▶ _RECORDS FOR THIS EXERCISE_

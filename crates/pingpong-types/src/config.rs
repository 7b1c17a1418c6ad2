use std::path::PathBuf;

use alloy_primitives::Address;

/// Runtime configuration shared by the gateway, store and core crates.
/// Loaded once at process start by `bin/pingpong-bot` (spec §6
/// "Configuration") and threaded through by value/reference from there.
#[derive(Debug, Clone)]
pub struct BotConfig {
    /// The observed contract's address.
    pub contract_address: Address,
    /// First block the bot will ever consider "ours" to scan.
    pub starting_block: u64,
    /// Filesystem root for the store and logs.
    pub data_path: PathBuf,
    /// Blocks behind head at which logs are treated as final.
    pub confirmation_blocks: u64,
    /// Minutes after which an unconfirmed `PongIssued` is considered stale.
    pub stale_pong_timeout_minutes: u64,
    /// Sleep between iterations.
    pub cooldown_period_minutes: u64,
    /// Upper bound on blocks scanned per iteration.
    pub max_blocks_batch_size: u64,
    /// Token-bucket budget shared by all configured RPC providers.
    pub providers_rps: u32
}

impl BotConfig {
    pub fn stale_pong_timeout_secs(&self) -> u64 {
        self.stale_pong_timeout_minutes * 60
    }

    pub fn cooldown_period(&self) -> std::time::Duration {
        std::time::Duration::from_secs(self.cooldown_period_minutes * 60)
    }

    pub fn min_rpc_spacing(&self) -> std::time::Duration {
        std::time::Duration::from_millis(1000 / self.providers_rps.max(1) as u64)
    }
}

pub const DEFAULT_CONFIRMATION_BLOCKS: u64 = 20;
pub const DEFAULT_STALE_PONG_TIMEOUT_MINUTES: u64 = 15;
pub const DEFAULT_COOLDOWN_PERIOD_MINUTES: u64 = 2;
pub const DEFAULT_MAX_BLOCKS_BATCH_SIZE: u64 = 1000;
pub const DEFAULT_PROVIDERS_RPS: u32 = 3;

/// Sentinel meaning "disabled" for optional provider API key configuration.
pub const DISABLED_SENTINEL: &str = "-";

pub fn is_disabled(value: &str) -> bool {
    value == DISABLED_SENTINEL
}
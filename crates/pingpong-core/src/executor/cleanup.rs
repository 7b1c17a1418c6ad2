use super::Executor;
use crate::error::CoreError;

impl Executor {
    /// spec §4.D.iii. Bounded: a `Completed` exchange's `pongBlock` is
    /// always at least `CONFIRMATION_BLOCKS` behind head, so a replayed
    /// log in that range can never resurrect a just-deleted record.
    pub(crate) async fn cleanup(&self) -> Result<(), CoreError> {
        let removed = self.store.remove_completed_exchanges()?;
        if !removed.is_empty() {
            tracing::debug!(count = removed.len(), "cleaned up completed exchanges");
        }
        Ok(())
    }
}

▶ _INSTRUCTIONS FOR THE TASK_
Exactly as they appear, retype the lines from the start of the records through the line containing "pub const DEFAULT_CONFIRMATION_BLOCKS: u64".

▶ _COMPLETED TASK_
filename crates/pingpong-types/src/config.rs
repository 7b1c17a1418c6ad2
use std::path::PathBuf;

use alloy_primitives::Address;

/// Runtime configuration shared by the gateway, store and core crates.
/// Loaded once at process start by `bin/pingpong-bot` (spec §6
/// "Configuration") and threaded through by value/reference from there.
#[derive(Debug, Clone)]
pub struct BotConfig {
    /// The observed contract's address.
    pub contract_address: Address,
    /// First block the bot will ever consider "ours" to scan.
    pub starting_block: u64,
    /// Filesystem root for the store and logs.
    pub data_path: PathBuf,
    /// Blocks behind head at which logs are treated as final.
    pub confirmation_blocks: u64,
    /// Minutes after which an unconfirmed `PongIssued` is considered stale.
    pub stale_pong_timeout_minutes: u64,
    /// Sleep between iterations.
    pub cooldown_period_minutes: u64,
    /// Upper bound on blocks scanned per iteration.
    pub max_blocks_batch_size: u64,
    /// Token-bucket budget shared by all configured RPC providers.
    pub providers_rps: u32
}

impl BotConfig {
    pub fn stale_pong_timeout_secs(&self) -> u64 {
        self.stale_pong_timeout_minutes * 60
    }

    pub fn cooldown_period(&self) -> std::time::Duration {
        std::time::Duration::from_secs(self.cooldown_period_minutes * 60)
    }

    pub fn min_rpc_spacing(&self) -> std::time::Duration {
        std::time::Duration::from_millis(1000 / self.providers_rps.max(1) as u64)
    }
}

pub const DEFAULT_CONFIRMATION_BLOCKS: u64 = 20;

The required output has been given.